Unter Islamismus versteht die Wissenschaft eine Ideologie, die nicht nur das Privatleben der Menschen, sondern auch Gesellschaft und Staat nach den Regeln des Koran und der Sunna, also der überlieferten Tradition des Propheten Mohammed, ausrichten will. „Damit erheben Islamisten den Anspruch, die gesamte Gesellschaft zu islamisieren“, sagt der Osnabrücker Islamwissenschaftler Michael Kiefer.
Innerhalb des Islamismus existieren verschiedene Strömungen. Der legalistische Islamismus versuche, seine Ziele mit legalen Mitteln zu erreichen, etwa wie in der Türkei. Dort habe die AKP von Präsident Recep Tayyip Erdogan eine Islamisierung der Gesellschaft vorangetrieben, unterstreicht Kiefer.
Der terroristische Islamismus oder auch Dschihadismus will laut Kiefer hingegen mit Gewalt eine islamische Ordnung erzwingen. Dschihadisten gehen davon aus, dass Muslime die Pflicht haben, gegen Regime zu kämpfen, die den Islam unterdrücken, erläutert der Professor vom Institut für Islamische Theologie der Universität Osnabrück. Der Unterdrückungsbegriff werde dabei weit gefasst. Zu den dschihadistischen Bewegungen zählen sowohl Al-Qaida als auch der Islamische Staat.
Der Salafismus ist eine weitere Strömung des Islamismus. Salafisten wollten so leben, wie die ersten Gefährten des Propheten Mohammed laut den Überlieferungen gelebt haben. Sie hingen einer rückwärtsgewandten Utopie an.
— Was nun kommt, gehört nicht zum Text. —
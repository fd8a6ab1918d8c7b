//! Shared test doubles for service tests

#![allow(dead_code)]

use async_trait::async_trait;
use condnum_core::{ConditionId, ConditionResult, Op};
use condnum_service::{CacheBackend, CacheError};
use condnum_storage::{ConditionStorage, MemoryStorage};
use std::sync::atomic::{AtomicUsize, Ordering};
use std::time::Duration;
use tokio::sync::Mutex;

/// Memory storage that counts searches and can stall them
///
/// A search computes its result first, then waits for `pause` to be free, so a
/// test holding `pause` can make a search return data that was current before
/// later writes.
#[derive(Default)]
pub struct CountingStorage {
    pub inner: MemoryStorage,
    pub searches: AtomicUsize,
    pub delay: Duration,
    pub pause: Mutex<()>,
}

impl CountingStorage {
    pub fn with_delay(delay: Duration) -> Self {
        Self {
            delay,
            ..Default::default()
        }
    }

    pub fn searches(&self) -> usize {
        self.searches.load(Ordering::SeqCst)
    }
}

#[async_trait]
impl ConditionStorage for CountingStorage {
    async fn create(&self, key: &str, op: Op, value: f64) -> ConditionResult<ConditionId> {
        self.inner.create(key, op, value).await
    }

    async fn lock_create(&self, id: ConditionId) -> ConditionResult<()> {
        self.inner.lock_create(id).await
    }

    async fn unlock_create(&self, id: ConditionId) -> ConditionResult<()> {
        self.inner.unlock_create(id).await
    }

    async fn delete(&self, id: ConditionId) -> ConditionResult<()> {
        self.inner.delete(id).await
    }

    async fn search_page(
        &self,
        key: &str,
        value: f64,
        limit: u32,
        cursor: Option<ConditionId>,
    ) -> ConditionResult<Vec<ConditionId>> {
        self.searches.fetch_add(1, Ordering::SeqCst);
        let ids = self.inner.search_page(key, value, limit, cursor).await?;
        if !self.delay.is_zero() {
            tokio::time::sleep(self.delay).await;
        }
        let _released = self.pause.lock().await;
        Ok(ids)
    }

    async fn close(&self) -> ConditionResult<()> {
        self.inner.close().await
    }
}

/// Cache backend whose every call fails
#[derive(Default)]
pub struct FailingCache {
    pub calls: AtomicUsize,
}

impl FailingCache {
    fn fail(&self) -> CacheError {
        self.calls.fetch_add(1, Ordering::SeqCst);
        CacheError::Unavailable("connection refused".to_string())
    }
}

#[async_trait]
impl CacheBackend for FailingCache {
    async fn get(&self, _key: &str) -> Result<Option<Vec<u8>>, CacheError> {
        Err(self.fail())
    }

    async fn set_if_absent(
        &self,
        _key: &str,
        _value: Vec<u8>,
        _ttl: Duration,
    ) -> Result<bool, CacheError> {
        Err(self.fail())
    }

    async fn delete_prefix(&self, _prefix: &str) -> Result<usize, CacheError> {
        Err(self.fail())
    }
}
Die puristischen Salafisten lehnten Politik grundsätzlich ab und zögen sich ins Private zurück.
Die politischen oder dschihadistischen Salafisten hingegen wollten mit Gewalt einen Staat errichten, das sich an der islamischen Gesellschaft in den ersten Jahrzehnten nach der Erscheinung des Propheten orientiert. Genau das habe die Terrororganisation Islamischer Staat mit der Errichtung des Kalifats versucht, sagt Kiefer.
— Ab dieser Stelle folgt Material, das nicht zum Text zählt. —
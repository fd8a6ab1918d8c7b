//! Storage configuration types

use serde::{Deserialize, Serialize};
use std::fmt;
use std::time::Duration;

/// Which storage backend to open
#[derive(Debug, Clone, Copy, Default, PartialEq, Eq, Serialize, Deserialize)]
#[serde(rename_all = "lowercase")]
pub enum StorageBackend {
    /// In-process document collection; contents do not survive a restart
    Memory,
    /// PostgreSQL (or wire-compatible) database
    Postgres,
    /// SQLite database file or in-memory database
    #[default]
    Sqlite,
    /// MongoDB document collection
    Mongodb,
}

impl StorageBackend {
    /// Connection string used when `db.uri` is left empty
    pub fn default_uri(self) -> &'static str {
        match self {
            StorageBackend::Memory => "",
            StorageBackend::Postgres => "postgres://localhost:5432/conditions",
            StorageBackend::Sqlite => "sqlite://conditions.db",
            StorageBackend::Mongodb => "mongodb://localhost:27017",
        }
    }
}

impl fmt::Display for StorageBackend {
    fn fmt(&self, f: &mut fmt::Formatter<'_>) -> fmt::Result {
        let name = match self {
            StorageBackend::Memory => "memory",
            StorageBackend::Postgres => "postgres",
            StorageBackend::Sqlite => "sqlite",
            StorageBackend::Mongodb => "mongodb",
        };
        f.write_str(name)
    }
}

/// Table (collection) settings
#[derive(Debug, Clone, PartialEq, Eq, Serialize, Deserialize)]
pub struct TableConfig {
    /// Table name; letters, digits and underscores only
    #[serde(default = "default_table_name")]
    pub name: String,

    /// Request distribution of the table across database nodes
    #[serde(default)]
    pub shard: bool,

    /// Milliseconds after which a create-lock stops blocking reuse
    #[serde(default = "default_create_lock_ttl_ms")]
    pub create_lock_ttl_ms: u64,
}

impl Default for TableConfig {
    fn default() -> Self {
        Self {
            name: default_table_name(),
            shard: false,
            create_lock_ttl_ms: default_create_lock_ttl_ms(),
        }
    }
}

/// TLS settings for networked databases
#[derive(Debug, Clone, Copy, Default, PartialEq, Eq, Serialize, Deserialize)]
pub struct TlsConfig {
    #[serde(default)]
    pub enabled: bool,

    /// Accept any server certificate
    #[serde(default)]
    pub insecure: bool,
}

/// Connection pool settings
#[derive(Debug, Clone, Copy, PartialEq, Eq, Serialize, Deserialize)]
pub struct ConnectionConfig {
    #[serde(default = "default_max_connections")]
    pub max: u32,
}

impl Default for ConnectionConfig {
    fn default() -> Self {
        Self {
            max: default_max_connections(),
        }
    }
}

/// Storage configuration
///
/// # Examples
///
/// ```rust
/// use condnum_storage::{StorageBackend, StorageConfig};
///
/// let config = StorageConfig::sqlite("sqlite::memory:");
/// assert_eq!(config.backend, StorageBackend::Sqlite);
/// ```
#[derive(Debug, Clone, PartialEq, Eq, Serialize, Deserialize)]
pub struct StorageConfig {
    #[serde(default)]
    pub backend: StorageBackend,

    /// Connection string; empty selects the backend's default
    #[serde(default)]
    pub uri: String,

    /// Database name for MongoDB when the connection string names none
    #[serde(default = "default_database_name")]
    pub name: String,

    /// Overrides the user from the connection string when non-empty
    #[serde(default)]
    pub username: String,

    /// Overrides the password from the connection string when non-empty
    #[serde(default)]
    pub password: String,

    #[serde(default)]
    pub table: TableConfig,

    #[serde(default)]
    pub tls: TlsConfig,

    #[serde(default)]
    pub connection: ConnectionConfig,
}

impl Default for StorageConfig {
    fn default() -> Self {
        Self {
            backend: StorageBackend::default(),
            uri: String::new(),
            name: default_database_name(),
            username: String::new(),
            password: String::new(),
            table: TableConfig::default(),
            tls: TlsConfig::default(),
            connection: ConnectionConfig::default(),
        }
    }
}

impl StorageConfig {
    /// In-process document collection
    pub fn memory() -> Self {
        Self {
            backend: StorageBackend::Memory,
            ..Self::default()
        }
    }

    /// PostgreSQL database at `uri`
    pub fn postgres(uri: impl Into<String>) -> Self {
        Self {
            backend: StorageBackend::Postgres,
            uri: uri.into(),
            ..Self::default()
        }
    }

    /// SQLite database at `uri` (e.g. `sqlite::memory:` or `sqlite:/path/to/db`)
    pub fn sqlite(uri: impl Into<String>) -> Self {
        Self {
            backend: StorageBackend::Sqlite,
            uri: uri.into(),
            ..Self::default()
        }
    }

    /// MongoDB deployment at `uri`
    pub fn mongodb(uri: impl Into<String>) -> Self {
        Self {
            backend: StorageBackend::Mongodb,
            uri: uri.into(),
            ..Self::default()
        }
    }

    pub fn with_table_name(mut self, name: impl Into<String>) -> Self {
        self.table.name = name.into();
        self
    }

    pub fn with_create_lock_ttl(mut self, ttl: Duration) -> Self {
        self.table.create_lock_ttl_ms = u64::try_from(ttl.as_millis()).unwrap_or(u64::MAX);
        self
    }

    pub fn create_lock_ttl(&self) -> Duration {
        Duration::from_millis(self.table.create_lock_ttl_ms)
    }

    /// `uri`, or the backend's default when unset
    pub fn connection_uri(&self) -> &str {
        if self.uri.is_empty() {
            self.backend.default_uri()
        } else {
            &self.uri
        }
    }
}

fn default_database_name() -> String {
    "conditions-number".to_string()
}

fn default_table_name() -> String {
    "conditions_number".to_string()
}

fn default_create_lock_ttl_ms() -> u64 {
    1_000_000
}

fn default_max_connections() -> u32 {
    10
}

#[cfg(test)]
mod tests {
    use super::*;

    #[test]
    fn test_storage_config_default() {
        let config = StorageConfig::default();
        assert_eq!(config.backend, StorageBackend::Sqlite);
        assert_eq!(config.connection_uri(), "sqlite://conditions.db");
        assert_eq!(config.name, "conditions-number");
        assert_eq!(config.table.name, "conditions_number");
        assert!(!config.table.shard);
        assert_eq!(config.create_lock_ttl(), Duration::from_secs(1000));
        assert!(!config.tls.enabled);
        assert_eq!(config.connection.max, 10);
    }

    #[test]
    fn test_storage_config_builders() {
        let config = StorageConfig::postgres("postgres://db/conds")
            .with_table_name("conds_test")
            .with_create_lock_ttl(Duration::from_secs(5));
        assert_eq!(config.backend, StorageBackend::Postgres);
        assert_eq!(config.uri, "postgres://db/conds");
        assert_eq!(config.table.name, "conds_test");
        assert_eq!(config.table.create_lock_ttl_ms, 5000);
        assert_eq!(StorageConfig::memory().backend, StorageBackend::Memory);
    }

    #[test]
    fn test_create_lock_ttl_keeps_milliseconds() {
        let config = StorageConfig::sqlite("sqlite::memory:")
            .with_create_lock_ttl(Duration::from_millis(300));
        assert_eq!(config.table.create_lock_ttl_ms, 300);
        assert_eq!(config.create_lock_ttl(), Duration::from_millis(300));
    }

    #[test]
    fn test_connection_uri_falls_back_per_backend() {
        let mut config = StorageConfig::mongodb("");
        assert_eq!(config.connection_uri(), "mongodb://localhost:27017");
        config.uri = "mongodb://db-0:27017/conds".to_string();
        assert_eq!(config.connection_uri(), "mongodb://db-0:27017/conds");
        assert_eq!(
            StorageConfig::postgres("").connection_uri(),
            "postgres://localhost:5432/conditions"
        );
    }

    #[test]
    fn test_storage_config_deserialize_partial() {
        let json = r#"{"backend": "sqlite", "uri": "sqlite::memory:", "table": {"shard": true}}"#;
        let config: StorageConfig = serde_json::from_str(json).unwrap();
        assert_eq!(config.backend, StorageBackend::Sqlite);
        assert!(config.table.shard);
        assert_eq!(config.table.name, "conditions_number");
        assert_eq!(config.connection.max, 10);
    }

    #[test]
    fn test_backend_display() {
        assert_eq!(StorageBackend::Memory.to_string(), "memory");
        assert_eq!(StorageBackend::Postgres.to_string(), "postgres");
        assert_eq!(StorageBackend::Sqlite.to_string(), "sqlite");
        assert_eq!(StorageBackend::Mongodb.to_string(), "mongodb");
    }
}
Mit Anschlägen in Deutschland und Europa verfolgen Islamisten in der Regel das Ziel, die Gesellschaften zu destabilisieren und zu polarisieren, erläutert Kiefer. Das gelinge ihnen häufig auch. Der Islamwissenschaftler geht davon aus, „dass uns der Terror noch eine Weile beschäftigen wird“.